Ginseng may alleviate depression, cognitive impairment, and fatigue caused by SARS-CoV-2 through the different inflammatory pathways, molecules as well as relevant receptors. SARS-CoV-2, Severe Acute Respiratory Syndrome Coronavirus 2; ACE, angiotensin-converting enzyme 2; TNF-α, tumor necrosis factor-α; IL-2, Interleukin-2; IL-4, Interleukin-4; IL-6, Interleukin-6; IL-8, Interleukin-8; IL-12, Interleukin-12; IL-13, Interleukin-13; COX-2, cyclooxygenase 2; NF-κB, nuclear factor kappa-light chain-activated B-cell enhancer; iNOS, Inducible nitric oxide synthase; Iba-1, Ionized calcium binding adapter molecule-1; GFAP, glial fibrillary acidic protein; PI3K, Phosphoinositide 3-kinase; AKT, protein kinase B; mTOR, mammalian or mechanistic target of rapamycin; TLR3, Toll-like receptor 3; TLR4, Toll-like receptor 4; IFN-γ, interferon-gamma; ATF2, Activating transcription factor 2; CREB, cAMP-responsive element-binding protein; IRF3, Interferon regulatory factor 3; NLRP1, Nod-like receptor protein 1; BDNF, brain-derived neurotrophic factor

Conclusion

This review concludes that ginseng may be effective in improving depression, fatigue, and cognitive deficits in some psychiatric and neurological conditions. Based on the known mechanisms of COVID-19 post-infection syndrome, ginseng, ginseng extracts, or ingredients may be especially effective in treating the neuropsychiatric outcomes of this condition. The common mechanisms involved act to suppress inflammation by reducing the levels of IL-13, IL-4, IL-5, and IL-8, and through actions on the TNF-α/NF-kB pathway. In addition, RAAS is also involved in the anti-depression, anti-fatigue, and cognition-improving effects of ginseng, and may thus be useful in the treatment of post-COVID-19 neuropsychiatric syndrome. Relevant clinical trials are needed to test this hypothesis in the future to further validate the clinical application of ginseng against post-COVID-19 neuropsychiatric syndrome, as well as other neuropsychiatric diseases that may share common underlying inflammatory bases.

Future directions

Until now, there are no effective pharmaceuticals for COVID-19, so we can only target the complications linked to COVID-19 to reduce the mortality of infected patients.
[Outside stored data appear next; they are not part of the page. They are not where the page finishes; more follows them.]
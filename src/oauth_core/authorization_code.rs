//! The `authorization_code` grant.

use std::sync::Arc;

use chrono::Utc;
use tracing::{debug, instrument, warn};

use super::error::{OAuthError, Result};
use super::issuer::{PairGrant, TokenIssuer};
use super::oauth_provider::CodeStore;
use super::replay::{ReplayGuard, ReplayedCredential};
use super::types::{LineageParent, TokenHash, TokenResponse};

/// Redeems authorization codes for token pairs.
#[derive(Clone)]
pub struct AuthorizationCodeExchanger {
    codes: Arc<dyn CodeStore>,
    issuer: TokenIssuer,
    replay: ReplayGuard,
}

impl AuthorizationCodeExchanger {
    pub fn new(codes: Arc<dyn CodeStore>, issuer: TokenIssuer, replay: ReplayGuard) -> Self {
        AuthorizationCodeExchanger { codes, issuer, replay }
    }

    /// Exchange `code` for a token pair on behalf of the authenticated `client_id`.
    #[instrument(skip(self, code, redirect_uri), level = "debug")]
    pub async fn exchange(&self, client_id: &str, code: &str, redirect_uri: &str) -> Result<TokenResponse> {
        if code.is_empty() || redirect_uri.is_empty() {
            return Err(OAuthError::InvalidRequest);
        }

        let hash = TokenHash::of(code);
        let Some(stored) = self.codes.get(&hash).await? else {
            self.replay.revoke_descendants(ReplayedCredential::AuthorizationCode, code).await;
            return Err(OAuthError::InvalidRequest);
        };

        // An empty stored redirect URI never matches.
        if stored.redirect_uri.is_empty() || stored.redirect_uri != redirect_uri {
            debug!("redirect uri mismatch");
            return Err(OAuthError::InvalidRequest);
        }
        if stored.client_id != client_id {
            debug!(code_client = %stored.client_id, "code issued to another client");
            return Err(OAuthError::InvalidRequest);
        }
        if stored.is_expired(Utc::now()) {
            debug!(expired_at = %stored.expires_at, "authorization code expired");
            return Err(OAuthError::InvalidRequest);
        }

        if !self.codes.delete(&hash).await? {
            warn!(code_hash = %hash, "authorization code consumed concurrently");
            return Err(OAuthError::ServerError);
        }

        let pair = self
            .issuer
            .issue_pair(PairGrant {
                client_id: &stored.client_id,
                user_id: &stored.user_id,
                scope: &stored.scope,
                parent: LineageParent::AuthorizationCode(hash),
            })
            .await?;
        Ok(pair.into_response())
    }
}
//! OAuth2 core records: clients, codes, tokens and their lineage.

use chrono::{DateTime, Utc};
use serde::{Deserialize, Serialize};
use uuid::Uuid;

use super::crypto::hash_secret;

/// Represents an OAuth 2.0 client application as held by the external registry.
#[derive(Debug, Clone)]
pub struct Client {
    /// Client identifier.
    pub id: String,
    /// Hash of the client secret, never the plaintext.
    pub secret_hash: TokenHash,
    /// Allowed redirect URIs.
    pub redirect_uris: Vec<String>,
}

impl Client {
    /// Build a client from a plaintext secret, hashing it on the way in.
    pub fn new(id: impl Into<String>, secret: &str, redirect_uris: Vec<String>) -> Self {
        Client { id: id.into(), secret_hash: TokenHash::of(secret), redirect_uris }
    }
}

/// Stable hash of an opaque secret. Records are indexed by it and lineage points at it.
#[derive(Debug, Clone, PartialEq, Eq, Hash, Serialize, Deserialize)]
pub struct TokenHash(String);

impl TokenHash {
    /// Hash a presented secret.
    pub fn of(secret: &str) -> Self {
        TokenHash(hash_secret(secret))
    }

    pub fn as_str(&self) -> &str {
        &self.0
    }
}

impl std::fmt::Display for TokenHash {
    fn fmt(&self, f: &mut std::fmt::Formatter<'_>) -> std::fmt::Result {
        f.write_str(&self.0)
    }
}

/// The credential a token was minted from.
#[derive(Debug, Clone, PartialEq, Eq, Serialize, Deserialize)]
pub enum LineageParent {
    AuthorizationCode(TokenHash),
    RefreshToken(TokenHash),
}

impl LineageParent {
    pub fn hash(&self) -> &TokenHash {
        match self {
            LineageParent::AuthorizationCode(hash) | LineageParent::RefreshToken(hash) => hash,
        }
    }
}

/// Backward link to the parent credential and sideways link to the co-issued token.
#[derive(Debug, Clone, Default, PartialEq, Eq, Serialize, Deserialize)]
pub struct Lineage {
    pub parent: Option<LineageParent>,
    pub sibling: Option<TokenHash>,
}

impl Lineage {
    /// Whether this lineage was spawned by the credential with the given hash.
    pub fn descends_from(&self, hash: &TokenHash) -> bool {
        self.parent.as_ref().is_some_and(|p| p.hash() == hash)
    }
}

/// Single-use authorization code produced by the authorize flow.
#[derive(Debug, Clone, Serialize, Deserialize)]
pub struct AuthorizationCode {
    pub hash: TokenHash,
    pub client_id: String,
    pub user_id: String,
    pub redirect_uri: String,
    pub scope: String,
    pub expires_at: DateTime<Utc>,
}

impl AuthorizationCode {
    pub fn is_expired(&self, now: DateTime<Utc>) -> bool {
        self.expires_at <= now
    }
}

/// Bearer credential for API access.
#[derive(Debug, Clone, Serialize, Deserialize)]
pub struct AccessToken {
    pub id: Uuid,
    pub hash: TokenHash,
    pub client_id: String,
    pub user_id: String,
    pub scope: String,
    pub issued_at: DateTime<Utc>,
    pub expires_at: DateTime<Utc>,
    pub lineage: Lineage,
}

impl AccessToken {
    pub fn is_expired(&self, now: DateTime<Utc>) -> bool {
        self.expires_at <= now
    }
}

/// Long-lived credential rotated into a fresh pair on every use.
#[derive(Debug, Clone, Serialize, Deserialize)]
pub struct RefreshToken {
    pub id: Uuid,
    pub hash: TokenHash,
    pub client_id: String,
    pub user_id: String,
    pub scope: String,
    pub issued_at: DateTime<Utc>,
    pub expires_at: DateTime<Utc>,
    pub lineage: Lineage,
}

impl RefreshToken {
    pub fn is_expired(&self, now: DateTime<Utc>) -> bool {
        self.expires_at <= now
    }
}

/// Successful token endpoint response.
#[derive(Debug, Clone, PartialEq, Eq, Serialize, Deserialize)]
pub struct TokenResponse {
    pub access_token: String,
    /// Access token lifetime in seconds.
    pub expires_in: u64,
    pub token_type: String,
    pub refresh_token: String,
}

impl TokenResponse {
    pub fn bearer(access_token: String, expires_in: u64, refresh_token: String) -> Self {
        TokenResponse { access_token, expires_in, token_type: "Bearer".to_string(), refresh_token }
    }
}

/// Transport-agnostic JSON response: status plus body.
#[derive(Debug, Clone, PartialEq)]
pub struct JsonResponse {
    pub status: u16,
    pub body: serde_json::Value,
}

impl JsonResponse {
    pub fn to_bytes(&self) -> Vec<u8> {
        serde_json::to_vec(&self.body).unwrap_or_default()
    }
}
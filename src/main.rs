mod app;
mod config;
mod dashboard;
mod db;
mod embed;
mod error;
mod nutrition;
mod state;
mod weights;

#[tokio::main]
async fn main() -> anyhow::Result<()> {
    dotenvy::dotenv().ok();

    init_tracing();

    let app_state = state::AppState::init().await?;
    let config = app_state.config.clone();
    tracing::info!(
        owner_id = %config.owner.id,
        provision = ?config.owner.provision,
        "weight owner configured"
    );

    let app = app::build_app(app_state);
    app::serve(app, &config).await
}

fn init_tracing() {
    let env_filter = std::env::var("RUST_LOG")
        .unwrap_or_else(|_| "weightboard=debug,axum=info,tower_http=info".to_string());
    let builder = tracing_subscriber::fmt().with_env_filter(env_filter);

    match std::env::var("LOG_FORMAT").as_deref() {
        Ok("json") => builder.with_target(false).json().init(),
        _ => builder.init(),
    }
}
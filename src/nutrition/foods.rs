use serde::{Deserialize, Serialize};

#[derive(Debug, Clone, Copy, PartialEq, Eq, Deserialize, Serialize)]
#[serde(rename_all = "lowercase")]
pub enum Macro {
    Protein,
    Carbs,
    Fats,
}

#[derive(Debug, Clone, Copy, PartialEq, Eq, Serialize)]
pub struct FoodSuggestion {
    pub name: &'static str,
    pub details: &'static str,
    pub tip: &'static str,
}

const fn food(name: &'static str, details: &'static str, tip: &'static str) -> FoodSuggestion {
    FoodSuggestion { name, details, tip }
}

static PROTEIN: [FoodSuggestion; 5] = [
    food("Chicken Breast", "31g protein per 100g", "Great lean protein source"),
    food("Eggs", "13g protein per 2 large eggs", "Complete protein source"),
    food("Greek Yogurt", "10g protein per 100g", "Good for breakfast or snacks"),
    food("Salmon", "25g protein per 100g", "Rich in omega-3 fatty acids"),
    food("Tofu", "8g protein per 100g", "Versatile plant-based option"),
];

static CARBS: [FoodSuggestion; 5] = [
    food("Brown Rice", "23g carbs per 100g", "High in fiber and nutrients"),
    food("Sweet Potatoes", "20g carbs per 100g", "Rich in vitamins"),
    food("Oatmeal", "27g carbs per 100g", "Great for sustained energy"),
    food("Quinoa", "21g carbs per 100g", "Complete protein source"),
    food("Bananas", "23g carbs per medium banana", "Quick energy source"),
];

static FATS: [FoodSuggestion; 5] = [
    food("Avocado", "15g healthy fats per 100g", "Rich in monounsaturated fats"),
    food("Nuts", "49g fats per 100g", "Great snack option"),
    food("Olive Oil", "14g fats per tablespoon", "Good for cooking"),
    food("Salmon", "13g fats per 100g", "Omega-3 rich"),
    food("Chia Seeds", "31g fats per 100g", "High in omega-3"),
];

pub fn recommendations(kind: Macro) -> &'static [FoodSuggestion] {
    match kind {
        Macro::Protein => &PROTEIN,
        Macro::Carbs => &CARBS,
        Macro::Fats => &FATS,
    }
}
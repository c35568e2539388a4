use anyhow::Context;
use sqlx::{migrate::MigrateError, postgres::PgPoolOptions, PgPool};

use crate::config::AppConfig;

pub async fn connect(config: &AppConfig) -> anyhow::Result<PgPool> {
    let db = PgPoolOptions::new()
        .max_connections(config.max_connections)
        .connect(&config.database_url)
        .await
        .context("connect to database")?;
    Ok(db)
}

/// Applies the embedded migrations in `./migrations`.
pub async fn migrate(db: &PgPool) -> Result<(), MigrateError> {
    sqlx::migrate!("./migrations").run(db).await
}
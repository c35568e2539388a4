//! Daily calorie and macro targets from a single weight measurement.
//!
//! Mifflin-St Jeor BMR (male form, there is no sex input), sedentary activity
//! factor and a fixed 500 kcal deficit. The constants are kept literal so the
//! numbers match what the dashboard has always shown.

use serde::Serialize;
use time::{macros::datetime, OffsetDateTime};

pub const DEFAULT_WEIGHT_LBS: f64 = 180.0;
pub const DEFAULT_BIRTH_DATE: OffsetDateTime = datetime!(1990-01-01 0:00 UTC);
pub const DEFAULT_HEIGHT_IN: f64 = 67.0;

/// Milliseconds in a Julian year (365.25 days).
pub const MS_PER_YEAR: i128 = 31_557_600_000;

const LBS_PER_KG: f64 = 2.2;
const CM_PER_IN: f64 = 2.54;
const SEDENTARY_FACTOR: f64 = 1.2;
const DAILY_DEFICIT_KCAL: f64 = 500.0;

pub const PROTEIN_SHARE: f64 = 0.30;
pub const CARBS_SHARE: f64 = 0.40;
pub const FATS_SHARE: f64 = 0.30;
const KCAL_PER_G_PROTEIN: f64 = 4.0;
const KCAL_PER_G_CARBS: f64 = 4.0;
const KCAL_PER_G_FAT: f64 = 9.0;

#[derive(Debug, Clone, Copy, PartialEq, Eq, Serialize)]
pub struct MacroBreakdown {
    pub protein: i64,
    pub carbs: i64,
    pub fats: i64,
}

#[derive(Debug, Clone, Copy, PartialEq, Eq, Serialize)]
#[serde(rename_all = "camelCase")]
pub struct NutritionTargets {
    pub target_calories: i64,
    pub macros: MacroBreakdown,
}

/// Inputs for the calculation, with the dashboard defaults filled in.
#[derive(Debug, Clone, Copy, PartialEq)]
pub struct NutritionInputs {
    pub weight_lbs: f64,
    pub birth_date: OffsetDateTime,
    pub height_in: f64,
}

impl Default for NutritionInputs {
    fn default() -> Self {
        Self {
            weight_lbs: DEFAULT_WEIGHT_LBS,
            birth_date: DEFAULT_BIRTH_DATE,
            height_in: DEFAULT_HEIGHT_IN,
        }
    }
}

impl NutritionInputs {
    pub fn from_parts(
        weight_lbs: Option<f64>,
        birth_date: Option<OffsetDateTime>,
        height_in: Option<f64>,
    ) -> Self {
        Self {
            weight_lbs: weight_lbs.unwrap_or(DEFAULT_WEIGHT_LBS),
            birth_date: birth_date.unwrap_or(DEFAULT_BIRTH_DATE),
            height_in: height_in.unwrap_or(DEFAULT_HEIGHT_IN),
        }
    }

    pub fn targets(&self, now: OffsetDateTime) -> NutritionTargets {
        let target_calories =
            calculate_daily_calories(self.weight_lbs, self.birth_date, self.height_in, now);
        NutritionTargets {
            target_calories,
            macros: calculate_macros(target_calories),
        }
    }
}

/// Rounds halves toward positive infinity.
fn round_half_up(x: f64) -> i64 {
    (x + 0.5).floor() as i64
}

/// Whole Julian years between `birth_date` and `now`, floored.
pub fn age_years(birth_date: OffsetDateTime, now: OffsetDateTime) -> i64 {
    let elapsed_ms = (now - birth_date).whole_milliseconds();
    elapsed_ms.div_euclid(MS_PER_YEAR) as i64
}

pub fn calculate_daily_calories(
    weight_lbs: f64,
    birth_date: OffsetDateTime,
    height_in: f64,
    now: OffsetDateTime,
) -> i64 {
    let age = age_years(birth_date, now) as f64;
    let weight_kg = weight_lbs / LBS_PER_KG;
    let height_cm = height_in * CM_PER_IN;
    let bmr = 10.0 * weight_kg + 6.25 * height_cm - 5.0 * age + 5.0;
    let tdee = bmr * SEDENTARY_FACTOR;
    round_half_up(tdee - DAILY_DEFICIT_KCAL)
}

pub fn calculate_macros(calories: i64) -> MacroBreakdown {
    let kcal = calories as f64;
    MacroBreakdown {
        protein: round_half_up(kcal * PROTEIN_SHARE / KCAL_PER_G_PROTEIN),
        carbs: round_half_up(kcal * CARBS_SHARE / KCAL_PER_G_CARBS),
        fats: round_half_up(kcal * FATS_SHARE / KCAL_PER_G_FAT),
    }
}
use lazy_static::lazy_static;
use regex::Regex;
use time::OffsetDateTime;
use tracing::{debug, info};

use crate::config::{OwnerConfig, ProvisionPolicy};
use crate::error::{AppError, StorageError, ValidationError};
use crate::weights::dto::WeightInput;
use crate::weights::repo::WeightStore;
use crate::weights::repo_types::{User, WeightEntry, WeightWithProfileRow};

/// Exclusive lower bound.
pub const MIN_WEIGHT_LBS: f64 = 0.0;
/// Inclusive upper bound.
pub const MAX_WEIGHT_LBS: f64 = 1500.0;

/// A validated body weight in pounds.
#[derive(Debug, Clone, Copy, PartialEq, PartialOrd)]
pub struct Pounds(f64);

impl Pounds {
    pub fn new(value: f64) -> Result<Self, ValidationError> {
        if !value.is_finite() {
            return Err(ValidationError::NotFinite);
        }
        if value <= MIN_WEIGHT_LBS || value > MAX_WEIGHT_LBS {
            return Err(ValidationError::OutOfRange(value));
        }
        Ok(Self(value))
    }

    pub fn value(self) -> f64 {
        self.0
    }
}

fn is_plain_decimal(s: &str) -> bool {
    lazy_static! {
        static ref DECIMAL_RE: Regex = Regex::new(r"^[+-]?(\d+(\.\d*)?|\.\d+)$").unwrap();
    }
    DECIMAL_RE.is_match(s)
}

/// Only plain decimal text is accepted; `"NaN"`, `"inf"` and exponents are not.
pub fn parse_weight(input: Option<&WeightInput>) -> Result<Pounds, ValidationError> {
    match input {
        None => Err(ValidationError::Missing),
        Some(WeightInput::Number(v)) => Pounds::new(*v),
        Some(WeightInput::Text(raw)) => {
            let trimmed = raw.trim();
            if trimmed.is_empty() {
                return Err(ValidationError::Missing);
            }
            if !is_plain_decimal(trimmed) {
                return Err(ValidationError::NotANumber(raw.clone()));
            }
            let value = trimmed
                .parse::<f64>()
                .map_err(|_| ValidationError::NotANumber(raw.clone()))?;
            Pounds::new(value)
        }
    }
}

async fn ensure_owner(store: &dyn WeightStore, owner: &OwnerConfig) -> Result<User, StorageError> {
    match &owner.provision {
        ProvisionPolicy::AutoCreate(profile) => store.ensure_user(owner.id, profile).await,
        ProvisionPolicy::Disabled => store
            .find_user(owner.id)
            .await?
            .ok_or(StorageError::UnknownUser(owner.id)),
    }
}

pub async fn list_weights(
    store: &dyn WeightStore,
    owner: &OwnerConfig,
) -> Result<Vec<WeightWithProfileRow>, StorageError> {
    let rows = store.list_weights(owner.id).await?;
    debug!(user_id = %owner.id, count = rows.len(), "weights listed");
    Ok(rows)
}

/// Validates `input`, makes sure the owner exists, then stores the entry at `at`.
pub async fn record_weight(
    store: &dyn WeightStore,
    owner: &OwnerConfig,
    input: Option<&WeightInput>,
    at: OffsetDateTime,
) -> Result<WeightEntry, AppError> {
    let weight = parse_weight(input)?;
    let user = ensure_owner(store, owner).await?;
    let entry = store.insert_weight(user.id, weight.value(), at).await?;
    info!(user_id = %user.id, entry_id = %entry.id, weight = entry.weight, "weight recorded");
    Ok(entry)
}

#[cfg(test)]
mod tests {
    use super::*;
    use crate::config::DefaultProfile;
    use crate::weights::memory::MemoryWeightStore;
    use time::macros::datetime;
    use uuid::Uuid;

    fn owner(provision: ProvisionPolicy) -> OwnerConfig {
        OwnerConfig {
            id: Uuid::new_v4(),
            provision,
        }
    }

    fn auto() -> OwnerConfig {
        owner(ProvisionPolicy::AutoCreate(DefaultProfile::default()))
    }

    fn text(s: &str) -> WeightInput {
        WeightInput::Text(s.to_string())
    }

    #[test]
    fn parses_numbers_and_decimal_text() {
        assert_eq!(parse_weight(Some(&WeightInput::Number(150.5))).unwrap().value(), 150.5);
        assert_eq!(parse_weight(Some(&text("150.5"))).unwrap().value(), 150.5);
        assert_eq!(parse_weight(Some(&text(" 200 "))).unwrap().value(), 200.0);
        assert_eq!(parse_weight(Some(&text(".5"))).unwrap().value(), 0.5);
        assert_eq!(parse_weight(Some(&text("181."))).unwrap().value(), 181.0);
    }

    #[test]
    fn rejects_non_numeric_text() {
        for raw in ["not-a-number", "NaN", "inf", "1e3", "150,5", "12abc"] {
            assert_eq!(
                parse_weight(Some(&text(raw))),
                Err(ValidationError::NotANumber(raw.to_string())),
                "{raw}"
            );
        }
    }

    #[test]
    fn rejects_missing_and_blank() {
        assert_eq!(parse_weight(None), Err(ValidationError::Missing));
        assert_eq!(parse_weight(Some(&text("   "))), Err(ValidationError::Missing));
    }

    #[test]
    fn enforces_range_and_finiteness() {
        assert_eq!(Pounds::new(f64::NAN), Err(ValidationError::NotFinite));
        assert_eq!(Pounds::new(f64::INFINITY), Err(ValidationError::NotFinite));
        assert_eq!(Pounds::new(0.0), Err(ValidationError::OutOfRange(0.0)));
        assert_eq!(Pounds::new(-10.0), Err(ValidationError::OutOfRange(-10.0)));
        assert_eq!(Pounds::new(1500.5), Err(ValidationError::OutOfRange(1500.5)));
        assert!(Pounds::new(MAX_WEIGHT_LBS).is_ok());
    }

    #[tokio::test]
    async fn empty_store_lists_nothing() {
        let store = MemoryWeightStore::new();
        let rows = list_weights(&store, &auto()).await.unwrap();
        assert!(rows.is_empty());
    }

    #[tokio::test]
    async fn first_record_creates_user_and_entry() {
        let store = MemoryWeightStore::new();
        let owner = auto();
        let entry = record_weight(&store, &owner, Some(&text("150.5")), OffsetDateTime::now_utc())
            .await
            .unwrap();
        assert_eq!(entry.user_id, owner.id);
        assert_eq!(store.user_count(), 1);
        assert_eq!(store.weight_count(), 1);

        let rows = list_weights(&store, &owner).await.unwrap();
        assert_eq!(rows.len(), 1);
        assert_eq!(rows[0].weight, 150.5);
        assert_eq!(rows[0].birth_date, None);
        assert_eq!(rows[0].height, None);
    }

    #[tokio::test]
    async fn auto_created_user_gets_configured_profile() {
        let store = MemoryWeightStore::new();
        let owner = owner(ProvisionPolicy::AutoCreate(DefaultProfile {
            birth_date: Some(datetime!(1992-07-14 0:00 UTC)),
            height_in: Some(71.0),
        }));
        record_weight(&store, &owner, Some(&WeightInput::Number(190.0)), OffsetDateTime::now_utc())
            .await
            .unwrap();
        let rows = list_weights(&store, &owner).await.unwrap();
        assert_eq!(rows[0].birth_date, Some(datetime!(1992-07-14 0:00 UTC)));
        assert_eq!(rows[0].height, Some(71.0));
    }

    #[tokio::test]
    async fn invalid_weight_persists_nothing() {
        let store = MemoryWeightStore::new();
        let err = record_weight(&store, &auto(), Some(&text("not-a-number")), OffsetDateTime::now_utc())
            .await
            .unwrap_err();
        assert!(matches!(err, AppError::Validation(ValidationError::NotANumber(_))));
        assert_eq!(store.user_count(), 0);
        assert_eq!(store.weight_count(), 0);
    }

    #[tokio::test]
    async fn entries_come_back_in_date_order() {
        let store = MemoryWeightStore::new();
        let owner = auto();
        record_weight(&store, &owner, Some(&text("182")), datetime!(2024-02-10 7:00 UTC))
            .await
            .unwrap();
        record_weight(&store, &owner, Some(&text("185")), datetime!(2024-02-01 7:00 UTC))
            .await
            .unwrap();
        record_weight(&store, &owner, Some(&text("183")), datetime!(2024-02-05 7:00 UTC))
            .await
            .unwrap();

        let weights: Vec<f64> = list_weights(&store, &owner)
            .await
            .unwrap()
            .into_iter()
            .map(|r| r.weight)
            .collect();
        assert_eq!(weights, vec![185.0, 183.0, 182.0]);
    }

    #[tokio::test]
    async fn same_instant_entries_are_ordered_by_id() {
        let store = MemoryWeightStore::new();
        let owner = auto();
        let at = datetime!(2024-02-10 7:00 UTC);
        for w in ["182", "181", "183", "180"] {
            record_weight(&store, &owner, Some(&text(w)), at).await.unwrap();
        }
        record_weight(&store, &owner, Some(&text("179")), datetime!(2024-02-09 7:00 UTC))
            .await
            .unwrap();

        let first = list_weights(&store, &owner).await.unwrap();
        assert_eq!(first.len(), 5);
        assert_eq!(first[0].weight, 179.0);
        let tied: Vec<Uuid> = first[1..].iter().map(|r| r.id).collect();
        let mut sorted = tied.clone();
        sorted.sort();
        assert_eq!(tied, sorted);

        let second = list_weights(&store, &owner).await.unwrap();
        assert_eq!(first, second);
    }

    #[tokio::test]
    async fn repeated_records_share_one_user() {
        let store = MemoryWeightStore::new();
        let owner = auto();
        for w in ["180", "179.5"] {
            record_weight(&store, &owner, Some(&text(w)), OffsetDateTime::now_utc())
                .await
                .unwrap();
        }
        assert_eq!(store.user_count(), 1);
        assert_eq!(store.weight_count(), 2);
    }

    #[tokio::test]
    async fn disabled_provisioning_requires_existing_user() {
        let store = MemoryWeightStore::new();
        let owner = owner(ProvisionPolicy::Disabled);
        let err = record_weight(&store, &owner, Some(&text("170")), OffsetDateTime::now_utc())
            .await
            .unwrap_err();
        assert!(matches!(err, AppError::Storage(StorageError::UnknownUser(id)) if id == owner.id));
        assert_eq!(store.weight_count(), 0);

        store.ensure_user(owner.id, &DefaultProfile::default()).await.unwrap();
        record_weight(&store, &owner, Some(&text("170")), OffsetDateTime::now_utc())
            .await
            .unwrap();
        assert_eq!(store.weight_count(), 1);
    }

    #[tokio::test]
    async fn storage_failure_is_reported() {
        let store = MemoryWeightStore::unavailable();
        let err = record_weight(&store, &auto(), Some(&text("170")), OffsetDateTime::now_utc())
            .await
            .unwrap_err();
        assert!(matches!(err, AppError::Storage(StorageError::Database(_))));
    }
}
Despite the clinical efficacy of natural products on COVID-19 remains to be investigated, we suggest ginseng as a promising candidate herbal medicine for supplementation in COVID-19 patients, which could potentially prevent inflammation and COVID-19-related depression, fatigue, and cognitive impairment. Of course, this will require further extensive clinical studies to evaluate. In the future, research will focus on how different types of ginseng and its extracts could be selected by COVID-19 patients with different body types to improve psychiatric disorders caused by COVID-19. In addition, we will delve deeper into understanding the distinctions between different types of ginseng and their varying effects on inflammatory factors. This will ultimately contribute to providing more targeted and personalized treatment options for COVID-19 patients.